2 À partir de 2001, TB a fait face à des dettes croissantes. Les créanciers publics de TB étaient les organismes suivants : le Zakład Ubezpieczeń Społecznych (ci-après le « ZUS »), qui est l’organisme polonais d’assurance sociale, le Państwowy Fundusz Rehabilitacji Osób Niepełnosprawnych, qui est le fonds national pour la réinsertion des personnes handicapées, le Trésor public et la commune de Sosnowiec (Pologne). TB était également débitrice de créanciers privés, dont Eurofaktor S.A. (ci-après « EF »). Les créances de cette dernière à l’égard de TB s’élevaient à environ 35 millions de zlotys polonais (PLN), un montant plus élevé que l’ensemble des créances publiques, ce qui en faisait son principal créancier.
3 En 2002, TB a élaboré un plan de restructuration pour faire face à ses difficultés financières.
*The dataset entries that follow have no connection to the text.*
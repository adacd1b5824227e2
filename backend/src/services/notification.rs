//! Outbound notifications and storm alert gating

use std::sync::{Mutex, PoisonError};

use async_trait::async_trait;
use chrono::{DateTime, Duration, Utc};
use serde::Serialize;
use shared::{AlertLevel, EnsembleForecast, Location, StormAssessment, TriggerDecision};

use crate::config::AlertConfig;
use crate::error::AppResult;

/// Events the engine publishes to the outside world
#[derive(Debug, Clone, Serialize)]
#[serde(tag = "type", rename_all = "snake_case")]
pub enum Notification {
    /// A fresh ensemble forecast
    Forecast(Box<EnsembleForecast>),
    /// The trigger fired and analysis started
    TriggerFired(TriggerDecision),
    /// A confident, high-level storm assessment
    StormAlert {
        location: Location,
        assessment: StormAssessment,
    },
}

impl Notification {
    pub fn kind(&self) -> &'static str {
        match self {
            Notification::Forecast(_) => "forecast",
            Notification::TriggerFired(_) => "trigger_fired",
            Notification::StormAlert { .. } => "storm_alert",
        }
    }
}

/// Delivery seam
#[async_trait]
pub trait Notifier: Send + Sync {
    async fn notify(&self, notification: &Notification) -> AppResult<()>;
}

/// Notifier that writes events to the log only
#[derive(Debug, Default, Clone, Copy)]
pub struct LogNotifier;

#[async_trait]
impl Notifier for LogNotifier {
    async fn notify(&self, notification: &Notification) -> AppResult<()> {
        match notification {
            Notification::Forecast(forecast) => tracing::info!(
                forecast_id = %forecast.id,
                points = forecast.points.len(),
                confidence = forecast.overall_confidence,
                "Ensemble forecast published"
            ),
            Notification::TriggerFired(decision) => tracing::info!(
                decision_id = %decision.id,
                reason = ?decision.reason(),
                "Trigger fired"
            ),
            Notification::StormAlert {
                location,
                assessment,
            } => tracing::warn!(
                location = %location.name,
                alert_level = %assessment.alert_level,
                confidence = assessment.confidence,
                "Storm alert: {}",
                assessment.summary
            ),
        }
        Ok(())
    }
}

/// Decides whether a storm assessment is strong enough to alert on
///
/// Alerts need a detected storm, confidence at or above the threshold, a
/// HIGH or CRITICAL level, and enough time since the previous alert.
#[derive(Debug)]
pub struct AlertPolicy {
    config: AlertConfig,
    last_alert_at: Mutex<Option<DateTime<Utc>>>,
}

impl AlertPolicy {
    pub fn new(config: AlertConfig) -> Self {
        Self {
            config,
            last_alert_at: Mutex::new(None),
        }
    }

    pub fn should_alert(&self, assessment: &StormAssessment, now: DateTime<Utc>) -> bool {
        if !self.qualifies(assessment) {
            return false;
        }
        match self.last_alert_at() {
            Some(last) => now - last >= Duration::minutes(self.config.min_interval_minutes),
            None => true,
        }
    }

    /// Same as [`AlertPolicy::should_alert`], recording the alert time on success
    pub fn check_and_record(&self, assessment: &StormAssessment, now: DateTime<Utc>) -> bool {
        if !self.qualifies(assessment) {
            return false;
        }
        let mut last = self
            .last_alert_at
            .lock()
            .unwrap_or_else(PoisonError::into_inner);
        if let Some(previous) = *last {
            if now - previous < Duration::minutes(self.config.min_interval_minutes) {
                return false;
            }
        }
        *last = Some(now);
        true
    }

    pub fn last_alert_at(&self) -> Option<DateTime<Utc>> {
        *self
            .last_alert_at
            .lock()
            .unwrap_or_else(PoisonError::into_inner)
    }

    fn qualifies(&self, assessment: &StormAssessment) -> bool {
        assessment.storm_detected
            && assessment.confidence >= self.config.storm_confidence_threshold
            && matches!(assessment.alert_level, AlertLevel::High | AlertLevel::Critical)
    }
}
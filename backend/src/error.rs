//! Error handling for the Stormcast engine
//!
//! Every failure maps onto one of four kinds: data absence, external call
//! failure, parse failure or internal error. None of them is fatal to the
//! engine; the coordinating loop logs them and carries on.

use axum::{
    http::StatusCode,
    response::{IntoResponse, Response},
    Json,
};
use serde::Serialize;
use thiserror::Error;

/// Application error types
#[derive(Error, Debug)]
pub enum AppError {
    // Data absence
    #[error("No usable data: {0}")]
    NoData(String),

    #[error("Insufficient history: {0}")]
    InsufficientHistory(String),

    // External call failures
    #[error("Reasoning service error: {0}")]
    ReasoningService(String),

    #[error("Reasoning call timed out after {0}s")]
    ReasoningTimeout(u64),

    #[error("Prompt too large: {size} chars exceeds limit of {limit}")]
    PromptTooLarge { size: usize, limit: usize },

    #[error("Measurement source error: {0}")]
    MeasurementSource(String),

    #[error("Warning source error: {0}")]
    WarningSource(String),

    #[error("Delivery error: {0}")]
    Delivery(String),

    // Parse failures
    #[error("Could not parse reasoning response: {0}")]
    ParseFailure(String),

    // Internal errors
    #[error("A reasoning analysis is already in flight")]
    AnalysisInFlight,

    #[error("No forecast methods produced output")]
    NoForecastMethods,

    #[error("Resource not found: {0}")]
    NotFound(String),

    #[error("Storage error: {0}")]
    Storage(String),

    #[error("Configuration error: {0}")]
    Configuration(String),

    #[error("Database error: {0}")]
    DatabaseError(#[from] sqlx::Error),

    #[error("Internal server error: {0}")]
    Internal(String),

    #[error("Internal server error")]
    InternalError(#[from] anyhow::Error),
}

/// Failure classes used for logging and cycle accounting
#[derive(Debug, Clone, Copy, PartialEq, Eq, Serialize)]
#[serde(rename_all = "snake_case")]
pub enum FailureKind {
    DataAbsence,
    ExternalCallFailure,
    ParseFailure,
    Internal,
}

impl AppError {
    pub fn kind(&self) -> FailureKind {
        match self {
            AppError::NoData(_) | AppError::InsufficientHistory(_) => FailureKind::DataAbsence,
            AppError::ReasoningService(_)
            | AppError::ReasoningTimeout(_)
            | AppError::PromptTooLarge { .. }
            | AppError::MeasurementSource(_)
            | AppError::WarningSource(_)
            | AppError::Delivery(_) => FailureKind::ExternalCallFailure,
            AppError::ParseFailure(_) => FailureKind::ParseFailure,
            AppError::AnalysisInFlight
            | AppError::NoForecastMethods
            | AppError::NotFound(_)
            | AppError::Storage(_)
            | AppError::Configuration(_)
            | AppError::DatabaseError(_)
            | AppError::Internal(_)
            | AppError::InternalError(_) => FailureKind::Internal,
        }
    }

    fn status_and_code(&self) -> (StatusCode, &'static str) {
        match self {
            AppError::NoData(_) => (StatusCode::NOT_FOUND, "NO_DATA"),
            AppError::InsufficientHistory(_) => {
                (StatusCode::UNPROCESSABLE_ENTITY, "INSUFFICIENT_HISTORY")
            }
            AppError::ReasoningService(_) => (StatusCode::BAD_GATEWAY, "REASONING_SERVICE_ERROR"),
            AppError::ReasoningTimeout(_) => (StatusCode::GATEWAY_TIMEOUT, "REASONING_TIMEOUT"),
            AppError::PromptTooLarge { .. } => (StatusCode::PAYLOAD_TOO_LARGE, "PROMPT_TOO_LARGE"),
            AppError::MeasurementSource(_) => {
                (StatusCode::SERVICE_UNAVAILABLE, "MEASUREMENT_SOURCE_UNAVAILABLE")
            }
            AppError::WarningSource(_) => {
                (StatusCode::SERVICE_UNAVAILABLE, "WARNING_SOURCE_UNAVAILABLE")
            }
            AppError::Delivery(_) => (StatusCode::BAD_GATEWAY, "DELIVERY_ERROR"),
            AppError::ParseFailure(_) => (StatusCode::BAD_GATEWAY, "PARSE_FAILURE"),
            AppError::AnalysisInFlight => (StatusCode::CONFLICT, "ANALYSIS_IN_FLIGHT"),
            AppError::NoForecastMethods => (StatusCode::SERVICE_UNAVAILABLE, "NO_FORECAST"),
            AppError::NotFound(_) => (StatusCode::NOT_FOUND, "NOT_FOUND"),
            AppError::Storage(_) => (StatusCode::SERVICE_UNAVAILABLE, "STORAGE_ERROR"),
            AppError::Configuration(_) => {
                (StatusCode::INTERNAL_SERVER_ERROR, "CONFIGURATION_ERROR")
            }
            AppError::DatabaseError(_) => (StatusCode::INTERNAL_SERVER_ERROR, "DATABASE_ERROR"),
            AppError::Internal(_) | AppError::InternalError(_) => {
                (StatusCode::INTERNAL_SERVER_ERROR, "INTERNAL_ERROR")
            }
        }
    }
}

/// Error response structure
#[derive(Serialize)]
pub struct ErrorResponse {
    pub error: ErrorDetail,
}

#[derive(Serialize)]
pub struct ErrorDetail {
    pub code: String,
    pub message: String,
    pub kind: FailureKind,
}

impl IntoResponse for AppError {
    fn into_response(self) -> Response {
        let (status, code) = self.status_and_code();

        // Database and internal details stay in the log
        let message = match &self {
            AppError::DatabaseError(_) => "A database error occurred".to_string(),
            AppError::InternalError(_) => "An internal server error occurred".to_string(),
            other => other.to_string(),
        };

        if status.is_server_error() {
            tracing::error!("Error: {:?}", self);
        } else {
            tracing::debug!("Request failed: {}", self);
        }

        let detail = ErrorDetail {
            code: code.to_string(),
            message,
            kind: self.kind(),
        };

        (status, Json(ErrorResponse { error: detail })).into_response()
    }
}

/// Result type alias for services and handlers
pub type AppResult<T> = Result<T, AppError>;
Sur la base de ce plan, TB est devenue admissible au bénéfice d’une aide d’État au titre du programme national de restructuration de l’industrie sidérurgique polonaise, dans le cadre duquel la République de Pologne a prévu l’octroi d’aides d’État à ladite industrie en vue de sa restructuration, pour la période allant de 1997 à 2006. Le programme national de restructuration a été approuvé par le protocole n° 8 sur la restructuration de l’industrie sidérurgique polonaise (JO 2003, L 236, p. 948, ci-après le « protocole n° 8 »), lequel fait partie intégrante de l’acte relatif aux conditions d’adhésion à l’Union européenne de la République tchèque, de la République d’Estonie, de la République de Chypre, de la République de Lettonie, de la République de Lituanie, de la République de Hongrie, de la République de Malte, de la République de Pologne, de la République de Slovénie et de la République slovaque, et aux adaptations des traités sur lesquels est fondée l’Union européenne (JO 2003, L 236, p. 33), conformément à l’article 60 dudit acte.
4 Le plan de restructuration de TB prévoyait plusieurs types d’aides, dont des aides à l’emploi, des aides à la recherche et au développement ainsi que des mesures de restructuration financière, sous la forme d’une annulation ou d’un rééchelonnement des dettes de TB à l’égard d’organismes publics.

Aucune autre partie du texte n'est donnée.